CÉRULAIRE MICHEL (1000-1058) patriarche de Constantinople (1043-1058)
Issu d'une famille de la classe sénatoriale, Cérulaire est attiré par la politique. On lui prête même des visées impériales. À la suite de l'échec d'un complot contre Michel IV (1040), il se fait moine. En 1043, par la faveur de Constantin IX Monomaque, il est élu patriarche, tenant ainsi la revanche de ses premières ambitions. Porté par une suite d'événements propices, il se conduira en seul maître de son Église et il il rêvera d'être le premier dans l'Empire.

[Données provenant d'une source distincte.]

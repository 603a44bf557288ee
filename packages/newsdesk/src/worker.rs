//! Worker loop: claim one job, run the pipeline, write the terminal state.
//!
//! The loop is the only writer of a job's ledger entry while it holds the
//! lease. Parallelism across jobs comes from running more worker processes,
//! never from claiming several jobs in one loop.
//!
//! # Lifecycle
//!
//! ```text
//! WorkerLoop::run
//!     │
//!     ├─► shutdown requested?        ─► WorkerExit::Shutdown
//!     ├─► processed max_jobs?        ─► WorkerExit::Recycle
//!     ├─► RSS above ceiling?         ─► WorkerExit::MemoryCeiling
//!     ├─► claim (lease)
//!     │     └─ none: requeue expired, purge old results,
//!     │              replay parked callbacks, sleep
//!     ├─► PipelineCoordinator::run   (heartbeat task extends the lease)
//!     └─► complete(SUCCESS | FAILURE), discarded if the lease was lost
//! ```
//!
//! The surrounding supervisor restarts the process after `Recycle` and
//! `MemoryCeiling`.

use std::sync::Arc;
use std::time::Duration;

use chrono::Utc;
use tokio::sync::Mutex;
use tokio::time::Instant;
use tokio_util::sync::CancellationToken;
use tracing::{debug, error, info, warn};
use uuid::Uuid;

use crate::error::StoreError;
use crate::pipeline::coordinator::PipelineCoordinator;
use crate::pipeline::progress::LedgerReporter;
use crate::traits::ledger::JobLedger;
use crate::types::job::{JobId, JobOutcome, JobRecord};

/// Configuration for the worker loop.
#[derive(Debug, Clone)]
pub struct WorkerConfig {
    /// Lease holder name written to the ledger
    pub worker_id: String,
    /// How long to wait when no job is available
    pub poll_interval: Duration,
    /// Lease granted per claim and per heartbeat
    pub lease: Duration,
    /// How often the running job's lease is extended
    pub heartbeat_interval: Duration,
    /// Jobs processed before the loop exits to be replaced
    pub max_jobs: usize,
    /// Resident memory above which the loop exits before its next claim
    pub memory_ceiling_bytes: u64,
    /// How long terminal results stay in the ledger
    pub result_ttl: Duration,
    /// Minimum gap between replays of the callback spool
    pub redelivery_interval: Duration,
}

impl Default for WorkerConfig {
    fn default() -> Self {
        Self {
            worker_id: format!("worker-{}", Uuid::new_v4()),
            poll_interval: Duration::from_secs(2),
            lease: Duration::from_secs(300),
            heartbeat_interval: Duration::from_secs(60),
            max_jobs: 50,
            memory_ceiling_bytes: 1500 * 1024 * 1024,
            result_ttl: Duration::from_secs(3600),
            redelivery_interval: Duration::from_secs(600),
        }
    }
}

impl WorkerConfig {
    /// Create a new config with a specific worker ID.
    pub fn with_worker_id(worker_id: impl Into<String>) -> Self {
        Self {
            worker_id: worker_id.into(),
            ..Default::default()
        }
    }
}

/// Why the loop returned.
#[derive(Debug, Clone, Copy, PartialEq, Eq)]
pub enum WorkerExit {
    Shutdown,
    /// Processed the configured number of jobs
    Recycle { jobs: usize },
    /// Resident memory exceeded the configured ceiling
    MemoryCeiling { rss_bytes: u64 },
}

impl WorkerExit {
    /// Process exit code. Non-zero exits ask the supervisor for a fresh
    /// replacement.
    pub fn exit_code(&self) -> i32 {
        match self {
            WorkerExit::Shutdown => 0,
            WorkerExit::Recycle { .. } => 3,
            WorkerExit::MemoryCeiling { .. } => 4,
        }
    }
}

/// Reports the current process's resident set size.
pub trait MemoryProbe: Send + Sync {
    /// `None` when the platform offers no reading.
    fn rss_bytes(&self) -> Option<u64>;
}

/// Reads resident pages from `/proc/self/statm` (Linux).
#[derive(Debug, Default, Clone, Copy)]
pub struct ProcStatmProbe;

const PAGE_SIZE: u64 = 4096;

impl MemoryProbe for ProcStatmProbe {
    fn rss_bytes(&self) -> Option<u64> {
        let statm = std::fs::read_to_string("/proc/self/statm").ok()?;
        let resident: u64 = statm.split_whitespace().nth(1)?.parse().ok()?;
        Some(resident * PAGE_SIZE)
    }
}

/// Pulls jobs from the ledger one at a time and runs them to completion.
pub struct WorkerLoop {
    ledger: Arc<dyn JobLedger>,
    coordinator: Arc<PipelineCoordinator>,
    probe: Arc<dyn MemoryProbe>,
    config: WorkerConfig,
    last_redelivery: Mutex<Option<Instant>>,
}

impl WorkerLoop {
    pub fn new(
        ledger: Arc<dyn JobLedger>,
        coordinator: Arc<PipelineCoordinator>,
        config: WorkerConfig,
    ) -> Self {
        Self {
            ledger,
            coordinator,
            probe: Arc::new(ProcStatmProbe),
            config,
            last_redelivery: Mutex::new(None),
        }
    }

    pub fn with_memory_probe(mut self, probe: Arc<dyn MemoryProbe>) -> Self {
        self.probe = probe;
        self
    }

    pub fn config(&self) -> &WorkerConfig {
        &self.config
    }

    /// Run until shutdown, recycle, or the memory ceiling.
    ///
    /// Shutdown stops claiming; a job already in flight runs to completion.
    pub async fn run(&self, shutdown: CancellationToken) -> WorkerExit {
        info!(
            worker_id = %self.config.worker_id,
            max_jobs = self.config.max_jobs,
            memory_ceiling_mb = self.config.memory_ceiling_bytes / (1024 * 1024),
            "worker loop starting"
        );

        let mut processed = 0;

        let exit = loop {
            if shutdown.is_cancelled() {
                break WorkerExit::Shutdown;
            }

            if processed >= self.config.max_jobs {
                break WorkerExit::Recycle { jobs: processed };
            }

            if let Some(rss_bytes) = self.probe.rss_bytes() {
                if rss_bytes > self.config.memory_ceiling_bytes {
                    break WorkerExit::MemoryCeiling { rss_bytes };
                }
            }

            let record = match self
                .ledger
                .claim(&self.config.worker_id, self.config.lease)
                .await
            {
                Ok(record) => record,
                Err(e) => {
                    error!(error = %e, "failed to claim job");
                    tokio::select! {
                        _ = shutdown.cancelled() => break WorkerExit::Shutdown,
                        _ = tokio::time::sleep(self.config.poll_interval) => {}
                    }
                    continue;
                }
            };

            let Some(record) = record else {
                self.housekeeping().await;
                tokio::select! {
                    _ = shutdown.cancelled() => break WorkerExit::Shutdown,
                    _ = tokio::time::sleep(self.config.poll_interval) => {}
                }
                continue;
            };

            self.process(record).await;
            processed += 1;
        };

        info!(worker_id = %self.config.worker_id, exit = ?exit, processed, "worker loop stopped");
        exit
    }

    /// Run one claimed job and record its outcome.
    async fn process(&self, record: JobRecord) {
        let job = record.job;
        info!(
            job_id = %job.id,
            kind = %job.kind,
            attempt = record.attempts,
            worker_id = %self.config.worker_id,
            "job claimed"
        );

        let heartbeat_stop = CancellationToken::new();
        let heartbeat = self.spawn_heartbeat(job.id, heartbeat_stop.clone());

        let reporter = LedgerReporter::new(self.ledger.clone(), job.id, self.config.worker_id.clone());
        let outcome = match self.coordinator.run(&job, &reporter).await {
            Ok(result) => JobOutcome::Success(result),
            Err(e) => JobOutcome::Failure(e.to_string()),
        };

        heartbeat_stop.cancel();
        if let Err(e) = heartbeat.await {
            warn!(job_id = %job.id, error = %e, "heartbeat task failed");
        }

        self.finish(job.id, &outcome).await;
    }

    /// Terminal write. A worker that lost its lease drops its result.
    async fn finish(&self, job_id: JobId, outcome: &JobOutcome) {
        match self
            .ledger
            .complete(job_id, &self.config.worker_id, outcome)
            .await
        {
            Ok(()) => info!(job_id = %job_id, state = %outcome.state(), "job finished"),
            Err(e @ (StoreError::LeaseLost { .. } | StoreError::AlreadyTerminal(_))) => {
                warn!(job_id = %job_id, error = %e, "lease lost, discarding result");
            }
            Err(e) => error!(job_id = %job_id, error = %e, "failed to record job outcome"),
        }
    }

    fn spawn_heartbeat(
        &self,
        job_id: JobId,
        stop: CancellationToken,
    ) -> tokio::task::JoinHandle<()> {
        let ledger = self.ledger.clone();
        let worker_id = self.config.worker_id.clone();
        let lease = self.config.lease;
        let every = self.config.heartbeat_interval;

        tokio::spawn(async move {
            let mut interval = tokio::time::interval(every);
            interval.tick().await; // Skip first immediate tick

            loop {
                tokio::select! {
                    _ = stop.cancelled() => break,
                    _ = interval.tick() => {
                        match ledger.heartbeat(job_id, &worker_id, lease).await {
                            Ok(()) => debug!(job_id = %job_id, "lease extended"),
                            Err(e @ (StoreError::LeaseLost { .. } | StoreError::AlreadyTerminal(_))) => {
                                warn!(job_id = %job_id, error = %e, "lease lost, stopping heartbeat");
                                break;
                            }
                            Err(e) => warn!(job_id = %job_id, error = %e, "heartbeat failed"),
                        }
                    }
                }
            }
        })
    }

    /// Idle-time maintenance: recover abandoned jobs, expire old results,
    /// and replay parked callbacks.
    async fn housekeeping(&self) {
        self.redeliver_parked().await;

        match self.ledger.requeue_expired().await {
            Ok(0) => {}
            Ok(n) => info!(count = n, "requeued jobs with expired leases"),
            Err(e) => warn!(error = %e, "failed to requeue expired jobs"),
        }

        let Some(cutoff) = chrono::Duration::from_std(self.config.result_ttl)
            .ok()
            .and_then(|ttl| Utc::now().checked_sub_signed(ttl))
        else {
            return;
        };
        match self.ledger.purge_finished(cutoff).await {
            Ok(0) => {}
            Ok(n) => debug!(count = n, "purged expired job results"),
            Err(e) => warn!(error = %e, "failed to purge expired results"),
        }
    }

    /// Replay the callback spool at most once per `redelivery_interval`.
    async fn redeliver_parked(&self) {
        let mut last = self.last_redelivery.lock().await;
        if last.is_some_and(|at| at.elapsed() < self.config.redelivery_interval) {
            return;
        }
        *last = Some(Instant::now());

        match self.coordinator.redeliver_parked().await {
            Ok(report) if report.delivered + report.failed == 0 => {}
            Ok(report) => info!(
                delivered = report.delivered,
                failed = report.failed,
                "replayed parked callbacks"
            ),
            Err(e) => warn!(error = %e, "failed to replay parked callbacks"),
        }
    }
}
//! Storage implementations for the job ledger and retry spool.
//!
//! Available backends:
//! - `MemoryStore` - In-memory storage (always available)
//! - `SqliteStore` - SQLite file-based storage (requires `sqlite` feature)
//! - `PostgresStore` - PostgreSQL storage (requires `postgres` feature)

use std::time::Duration;

use chrono::{DateTime, Utc};

pub mod memory;

#[cfg(feature = "sqlite")]
pub mod sqlite;

#[cfg(feature = "postgres")]
pub mod postgres;

pub use memory::MemoryStore;

#[cfg(feature = "sqlite")]
pub use sqlite::SqliteStore;

#[cfg(feature = "postgres")]
pub use postgres::PostgresStore;

/// `now + lease`, saturating for absurdly long leases.
pub(crate) fn lease_deadline(now: DateTime<Utc>, lease: Duration) -> DateTime<Utc> {
    chrono::Duration::from_std(lease)
        .ok()
        .and_then(|d| now.checked_add_signed(d))
        .unwrap_or(DateTime::<Utc>::MAX_UTC)
}
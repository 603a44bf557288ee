//! Process tier for newsdesk: configuration, concrete collaborators, and
//! the wiring shared by the worker, scheduler, and jobs binaries.

pub mod config;
pub mod kernel;
pub mod telemetry;

pub use config::Config;
//! Core trait abstractions.
//!
//! - [`ledger::JobLedger`] - durable job state, doubling as the job queue
//! - [`spool::RetrySpool`] - durable store of undelivered payloads
//! - [`stages`] - external collaborators the pipeline calls out to

pub mod ledger;
pub mod spool;
pub mod stages;
//! Fire-and-forget job telemetry.

use std::sync::Mutex;

use chrono::{DateTime, Utc};
use serde::{Deserialize, Serialize};

/// Things worth counting about a job. Recording never affects the job.
#[derive(Debug, Clone, PartialEq, Serialize, Deserialize)]
pub enum MetricEvent {
    JobRequested {
        job_id: String,
        kind: u16,
        encrypted: bool,
        timestamp: DateTime<Utc>,
    },
    JobPublished {
        job_id: String,
        timestamp: DateTime<Utc>,
    },
    /// Event dropped because it could not be decrypted.
    DecryptionFailed {
        job_id: String,
        event_id: String,
        timestamp: DateTime<Utc>,
    },
    PaymentSent {
        job_id: String,
        amount_sats: u64,
        timestamp: DateTime<Utc>,
    },
    /// Invoice handed to the user instead of being paid.
    InvoiceSurfaced {
        job_id: String,
        amount_sats: Option<u64>,
        timestamp: DateTime<Utc>,
    },
    JobCompleted {
        job_id: String,
        duration_ms: u64,
        timestamp: DateTime<Utc>,
    },
    JobFailed {
        job_id: String,
        error: String,
        timestamp: DateTime<Utc>,
    },
    JobCancelled {
        job_id: String,
        timestamp: DateTime<Utc>,
    },
    // Provider side
    RequestReceived {
        job_id: String,
        kind: u16,
        customer_pubkey: String,
        timestamp: DateTime<Utc>,
    },
    InvoiceIssued {
        job_id: String,
        amount_msats: u64,
        timestamp: DateTime<Utc>,
    },
}

impl MetricEvent {
    pub fn job_id(&self) -> &str {
        match self {
            MetricEvent::JobRequested { job_id, .. }
            | MetricEvent::JobPublished { job_id, .. }
            | MetricEvent::DecryptionFailed { job_id, .. }
            | MetricEvent::PaymentSent { job_id, .. }
            | MetricEvent::InvoiceSurfaced { job_id, .. }
            | MetricEvent::JobCompleted { job_id, .. }
            | MetricEvent::JobFailed { job_id, .. }
            | MetricEvent::JobCancelled { job_id, .. }
            | MetricEvent::RequestReceived { job_id, .. }
            | MetricEvent::InvoiceIssued { job_id, .. } => job_id,
        }
    }
}

pub trait MetricsSink: Send + Sync {
    fn record(&self, event: MetricEvent);
}

/// Writes metrics as `tracing` events under the `dvm::metrics` target.
#[derive(Debug, Default, Clone, Copy)]
pub struct TracingMetrics;

impl MetricsSink for TracingMetrics {
    fn record(&self, event: MetricEvent) {
        tracing::debug!(target: "dvm::metrics", job_id = %event.job_id(), ?event, "metric");
    }
}

#[derive(Debug, Default, Clone, Copy)]
pub struct NoopMetrics;

impl MetricsSink for NoopMetrics {
    fn record(&self, _event: MetricEvent) {}
}

/// Keeps every event in memory; handy for tests and diagnostics panes.
#[derive(Debug, Default)]
pub struct RecordingMetrics {
    events: Mutex<Vec<MetricEvent>>,
}

impl RecordingMetrics {
    pub fn events(&self) -> Vec<MetricEvent> {
        self.events.lock().unwrap_or_else(|e| e.into_inner()).clone()
    }
}

impl MetricsSink for RecordingMetrics {
    fn record(&self, event: MetricEvent) {
        self.events
            .lock()
            .unwrap_or_else(|e| e.into_inner())
            .push(event);
    }
}
//! Provider side of the job protocol: serve requests addressed to us, get
//! paid first, stream progress back, and report on past jobs.

mod history;
mod pricing;
mod service;

pub use history::{JobHistoryPage, JobRecord, JobStatistics};
pub use pricing::{Msats, PricingConfig, estimate_tokens};
pub use service::{DvmProviderService, ProviderHandle};
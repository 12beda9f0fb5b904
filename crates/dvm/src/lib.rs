//! NIP-90 job orchestration.
//!
//! The requester side turns a prompt into a signed job request, follows the
//! provider's feedback and results over one multiplexed subscription, pays
//! small invoices to keep the job going, and exposes the whole exchange as a
//! pull-based [`TextStream`]. The provider side mirrors it: quote, invoice,
//! run the backend, stream partials, publish the result.
//!
//! # Example
//!
//! ```no_run
//! use std::sync::Arc;
//! use dvm::{DvmConfig, DvmLanguageModel, LanguageModel, MemoryRelay, StreamOptions};
//!
//! # async fn run() -> dvm::Result<()> {
//! let relay = Arc::new(MemoryRelay::new("wss://relay.example"));
//! let model = DvmLanguageModel::new(DvmConfig::default(), relay, None)?;
//! let text = model
//!     .stream_text("Summarize: hello world".into(), StreamOptions::default())?
//!     .collect_text()
//!     .await?;
//! println!("{}", text);
//! # Ok(())
//! # }
//! ```

pub mod backend;
mod config;
mod correlation;
mod dvm_model;
mod error;
pub mod lifecycle;
mod local;
pub mod metrics;
mod payment;
pub mod provider;
mod stream;
mod subscription;
mod transport;
mod wallet;

pub use backend::{BackendChunk, BackendError, CompletionRequest, InferenceBackend};
pub use config::{DvmConfig, PaymentConfig, PaymentContinuation, ProviderConfig};
pub use correlation::{
    JobClient, JobRequestDraft, PendingRequests, PendingState, Received, SignedJobRequest,
    create_job_request,
};
pub use dvm_model::DvmLanguageModel;
pub use error::{DvmError, Result};
pub use lifecycle::{JobLifecycleState, JobProgress, LifecycleEvent};
pub use local::LocalLanguageModel;
pub use metrics::{MetricEvent, MetricsSink, NoopMetrics, RecordingMetrics, TracingMetrics};
pub use payment::{PaymentHandler, PaymentOutcome, msats_to_sats, resolve_invoice};
pub use provider::{
    DvmProviderService, JobHistoryPage, JobRecord, JobStatistics, PricingConfig, ProviderHandle,
};
pub use stream::{
    ChatMessage, ChunkKind, ChunkSender, LanguageModel, Prompt, StreamCanceller, StreamChunk,
    StreamOptions, TextStream,
};
pub use subscription::{
    CancelHandle, FnHandler, JobUpdate, JobUpdateHandler, JobWatch, SubscriptionMultiplexer,
};
pub use transport::{DvmTransport, MemoryRelay};
pub use wallet::{MemoryWallet, WalletError, WalletInvoice, WalletPayment, WalletService};
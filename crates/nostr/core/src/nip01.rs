//! NIP-01: events, canonical serialization, Schnorr signing and verification.
//!
//! Every job request, result and feedback message travels as an [`Event`].
//! The event id is the sha256 of `[0, pubkey, created_at, kind, tags, content]`
//! and the signature is a BIP-340 Schnorr signature over that id.

use std::time::{SystemTime, UNIX_EPOCH};

use bitcoin::hashes::{Hash, sha256};
use bitcoin::key::Secp256k1;
use bitcoin::secp256k1::{Message, SecretKey, XOnlyPublicKey, schnorr};
use rand::RngCore;
use serde::{Deserialize, Serialize};
use thiserror::Error;

/// Errors that can occur while building, signing or checking events.
#[derive(Debug, Error)]
pub enum Nip01Error {
    #[error("invalid event: {0}")]
    InvalidEvent(String),

    #[error("serialization error: {0}")]
    Serialization(String),

    #[error("signing error: {0}")]
    Signing(String),

    #[error("verification error: {0}")]
    Verification(String),

    #[error("invalid secret key: {0}")]
    InvalidSecretKey(String),

    #[error("invalid public key: {0}")]
    InvalidPublicKey(String),
}

/// A signed Nostr event.
#[derive(Debug, Clone, PartialEq, Eq, Hash, Serialize, Deserialize)]
pub struct Event {
    /// 32-bytes lowercase hex-encoded sha256 of the serialized event data
    pub id: String,
    /// 32-bytes lowercase hex-encoded x-only public key of the author
    pub pubkey: String,
    /// Unix timestamp in seconds
    pub created_at: u64,
    /// Event kind
    pub kind: u16,
    /// Tags, each an array of strings whose first element is the tag name
    pub tags: Vec<Vec<String>>,
    /// Arbitrary string content
    pub content: String,
    /// 64-bytes lowercase hex Schnorr signature
    pub sig: String,
}

impl Event {
    /// First value of the first tag named `name`.
    pub fn tag_value(&self, name: &str) -> Option<&str> {
        self.tags
            .iter()
            .find(|tag| tag.first().map(String::as_str) == Some(name))
            .and_then(|tag| tag.get(1))
            .map(String::as_str)
    }

    /// Whether any tag is named `name`.
    pub fn has_tag(&self, name: &str) -> bool {
        self.tags
            .iter()
            .any(|tag| tag.first().map(String::as_str) == Some(name))
    }

    /// Whether the event carries `["e", event_id, ...]`.
    pub fn references_event(&self, event_id: &str) -> bool {
        self.tags.iter().any(|tag| {
            tag.first().map(String::as_str) == Some("e")
                && tag.get(1).map(String::as_str) == Some(event_id)
        })
    }
}

/// An event that has an author but no id or signature yet.
#[derive(Debug, Clone, PartialEq, Eq)]
pub struct UnsignedEvent {
    pub pubkey: String,
    pub created_at: u64,
    pub kind: u16,
    pub tags: Vec<Vec<String>>,
    pub content: String,
}

/// An event body without author; the pubkey comes from the signing key.
#[derive(Debug, Clone, PartialEq, Eq)]
pub struct EventTemplate {
    /// Unix timestamp in seconds
    pub created_at: u64,
    /// Event kind
    pub kind: u16,
    /// Tags
    pub tags: Vec<Vec<String>>,
    /// Content
    pub content: String,
}

impl EventTemplate {
    /// Template stamped with the current time.
    pub fn now(kind: u16, tags: Vec<Vec<String>>, content: impl Into<String>) -> Self {
        Self {
            created_at: unix_now(),
            kind,
            tags,
            content: content.into(),
        }
    }
}

/// Current unix time in seconds.
pub fn unix_now() -> u64 {
    SystemTime::now()
        .duration_since(UNIX_EPOCH)
        .map(|d| d.as_secs())
        .unwrap_or(0)
}

/// A secp256k1 secret key together with its x-only public key in hex.
///
/// Requesters normally create one per job so that requests cannot be linked
/// to each other.
#[derive(Clone, PartialEq, Eq)]
pub struct Keypair {
    secret: [u8; 32],
    public_hex: String,
}

impl Keypair {
    /// Fresh random keypair.
    pub fn generate() -> Self {
        loop {
            let secret = generate_secret_key();
            if let Ok(keypair) = Self::from_secret(secret) {
                return keypair;
            }
        }
    }

    /// Keypair for an existing secret key.
    pub fn from_secret(secret: [u8; 32]) -> Result<Self, Nip01Error> {
        let public_hex = get_public_key_hex(&secret)?;
        Ok(Self { secret, public_hex })
    }

    /// Keypair from a 64-char hex secret.
    pub fn from_secret_hex(secret_hex: &str) -> Result<Self, Nip01Error> {
        let bytes =
            hex::decode(secret_hex).map_err(|e| Nip01Error::InvalidSecretKey(e.to_string()))?;
        let secret: [u8; 32] = bytes
            .try_into()
            .map_err(|_| Nip01Error::InvalidSecretKey("expected 32 bytes".to_string()))?;
        Self::from_secret(secret)
    }

    pub fn secret_key(&self) -> &[u8; 32] {
        &self.secret
    }

    pub fn public_key(&self) -> &str {
        &self.public_hex
    }

    /// Sign a template with this keypair.
    pub fn sign(&self, template: &EventTemplate) -> Result<Event, Nip01Error> {
        finalize_event(template, &self.secret)
    }
}

impl std::fmt::Debug for Keypair {
    fn fmt(&self, f: &mut std::fmt::Formatter<'_>) -> std::fmt::Result {
        f.debug_struct("Keypair")
            .field("public_key", &self.public_hex)
            .finish_non_exhaustive()
    }
}

/// Generate a random 32-byte secret key.
pub fn generate_secret_key() -> [u8; 32] {
    let mut key = [0u8; 32];
    rand::rng().fill_bytes(&mut key);
    key
}

/// Get the x-only public key (32 bytes) for a secret key.
pub fn get_public_key(secret_key: &[u8; 32]) -> Result<[u8; 32], Nip01Error> {
    let secp = Secp256k1::new();
    let sk = SecretKey::from_slice(secret_key)
        .map_err(|e| Nip01Error::InvalidSecretKey(e.to_string()))?;
    let (xonly, _parity) = sk.x_only_public_key(&secp);
    Ok(xonly.serialize())
}

/// Hex form of [`get_public_key`].
pub fn get_public_key_hex(secret_key: &[u8; 32]) -> Result<String, Nip01Error> {
    Ok(hex::encode(get_public_key(secret_key)?))
}

/// Whether `value` is 64 lowercase hex characters (event ids and pubkeys).
pub fn is_hex_key(value: &str) -> bool {
    value.len() == 64
        && value
            .chars()
            .all(|c| c.is_ascii_digit() || ('a'..='f').contains(&c))
}

/// Canonical serialization used for hashing.
pub fn serialize_event(event: &UnsignedEvent) -> Result<String, Nip01Error> {
    if !validate_unsigned_event(event) {
        return Err(Nip01Error::InvalidEvent(
            "pubkey must be 64 lowercase hex characters".to_string(),
        ));
    }

    serde_json::to_string(&(
        0,
        &event.pubkey,
        event.created_at,
        event.kind,
        &event.tags,
        &event.content,
    ))
    .map_err(|e| Nip01Error::Serialization(e.to_string()))
}

/// Event id for an unsigned event.
pub fn get_event_hash(event: &UnsignedEvent) -> Result<String, Nip01Error> {
    let serialized = serialize_event(event)?;
    let hash = sha256::Hash::hash(serialized.as_bytes());
    Ok(hex::encode(hash.as_byte_array()))
}

pub fn validate_unsigned_event(event: &UnsignedEvent) -> bool {
    is_hex_key(&event.pubkey)
}

/// Structural check of a signed event (does not verify the signature).
pub fn validate_event(event: &Event) -> bool {
    is_hex_key(&event.id)
        && is_hex_key(&event.pubkey)
        && event.sig.len() == 128
        && event.sig.chars().all(|c| c.is_ascii_hexdigit())
}

/// Sign a template, producing a complete event.
pub fn finalize_event(
    template: &EventTemplate,
    secret_key: &[u8; 32],
) -> Result<Event, Nip01Error> {
    let secp = Secp256k1::new();
    let sk = SecretKey::from_slice(secret_key).map_err(|e| Nip01Error::Signing(e.to_string()))?;
    let (xonly_pk, _parity) = sk.x_only_public_key(&secp);

    let unsigned = UnsignedEvent {
        pubkey: hex::encode(xonly_pk.serialize()),
        created_at: template.created_at,
        kind: template.kind,
        tags: template.tags.clone(),
        content: template.content.clone(),
    };
    let id = get_event_hash(&unsigned)?;

    let id_bytes =
        hex::decode(&id).map_err(|e| Nip01Error::Signing(format!("invalid id hex: {}", e)))?;
    let message = Message::from_digest_slice(&id_bytes)
        .map_err(|e| Nip01Error::Signing(format!("invalid message: {}", e)))?;
    let keypair = bitcoin::secp256k1::Keypair::from_secret_key(&secp, &sk);
    let sig = secp.sign_schnorr_no_aux_rand(&message, &keypair);

    Ok(Event {
        id,
        pubkey: unsigned.pubkey,
        created_at: unsigned.created_at,
        kind: unsigned.kind,
        tags: unsigned.tags,
        content: unsigned.content,
        sig: hex::encode(sig.serialize()),
    })
}

/// Verify id and signature. Structural problems return `Ok(false)`.
pub fn verify_event(event: &Event) -> Result<bool, Nip01Error> {
    if !validate_event(event) {
        return Ok(false);
    }

    let unsigned = UnsignedEvent {
        pubkey: event.pubkey.clone(),
        created_at: event.created_at,
        kind: event.kind,
        tags: event.tags.clone(),
        content: event.content.clone(),
    };
    if get_event_hash(&unsigned)? != event.id {
        return Ok(false);
    }

    let secp = Secp256k1::verification_only();
    let id_bytes = hex::decode(&event.id)
        .map_err(|e| Nip01Error::Verification(format!("invalid id hex: {}", e)))?;
    let message = Message::from_digest_slice(&id_bytes)
        .map_err(|e| Nip01Error::Verification(format!("invalid message: {}", e)))?;
    let sig_bytes = hex::decode(&event.sig)
        .map_err(|e| Nip01Error::Verification(format!("invalid sig hex: {}", e)))?;
    let sig = schnorr::Signature::from_slice(&sig_bytes)
        .map_err(|e| Nip01Error::Verification(format!("invalid signature: {}", e)))?;
    let pubkey_bytes = hex::decode(&event.pubkey)
        .map_err(|e| Nip01Error::Verification(format!("invalid pubkey hex: {}", e)))?;
    let pubkey = XOnlyPublicKey::from_slice(&pubkey_bytes)
        .map_err(|e| Nip01Error::InvalidPublicKey(e.to_string()))?;

    Ok(secp.verify_schnorr(&sig, &message, &pubkey).is_ok())
}

/// Newest first; ties broken by lowest id.
pub fn sort_events(events: &mut [Event]) {
    events.sort_by(|a, b| b.created_at.cmp(&a.created_at).then_with(|| a.id.cmp(&b.id)));
}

Les possessions byzantines d'Italie sont en péril. L'empereur trouverait son intérêt à rallier la coalition antinormande soutenue par le pape Léon IX. Cérulaire pressent que cette collusion passera par un compromis religieux dont son prestige ne pourra que souffrir. Il mine le projet (1052-1053) : à Constantinople, en fermant les lieux de culte des Latins ; en Italie, en faisant adresser par l'archevêque d'Ochrida, Léon, à l'évêque romano-byzantin de Trani, Jean, un réquisitoire contre les déviations disciplinaires et liturgiques de Rome. Le patriarche, dans ses calculs, a supposé que la lettre arriverait au pape ; il ne s'est pas trompé. L'entourage de Léon IX rédige une réponse cinglante, qui ne partira pas. La situation a empiré en Italie ; Monomaque, appuyé par une lettre assez modérée de son patriarche, presse Léon IX de négocier. Au début de 1054, une ambassade romaine s'embarque, conduite par l'irascible cardinal Humbert. Les légats commettent la maladresse de traiter avec le Basileus par-dessus la tête de Michel. Celui-ci décide de les ignorer et conteste même la validité de leur mandat, le pape étant mort dans l'intervalle (19 avr. 1054). Excédés, les légats déposent une bulle d'excommunication contre lui sur l'autel de Sainte-Sophie (16 juill. 1054), et quittent la ville. L'empereur les supplie de revenir, mais le patriarche leur a préparé, pour les accueillir, un tel climat d'émeute qu'ils s'enfuient. Cérulaire pousse à fond son avantage : huit jours après, le synode patriarcal flétrit la conduite des légats et fulmine contre eux l'excommunication. Les patriarches d'Orient sont dûment informés du scandale et de la vanité de toute tentative nouvelle d'union. Ainsi fut consommé ce qu'on a appelé depuis le « schisme de Cérulaire ». Dénomination abusive : ces altercations de sourds ne changeaient rien à un état d'allergie mutuelle depuis longtemps consacré entre les deux Églises.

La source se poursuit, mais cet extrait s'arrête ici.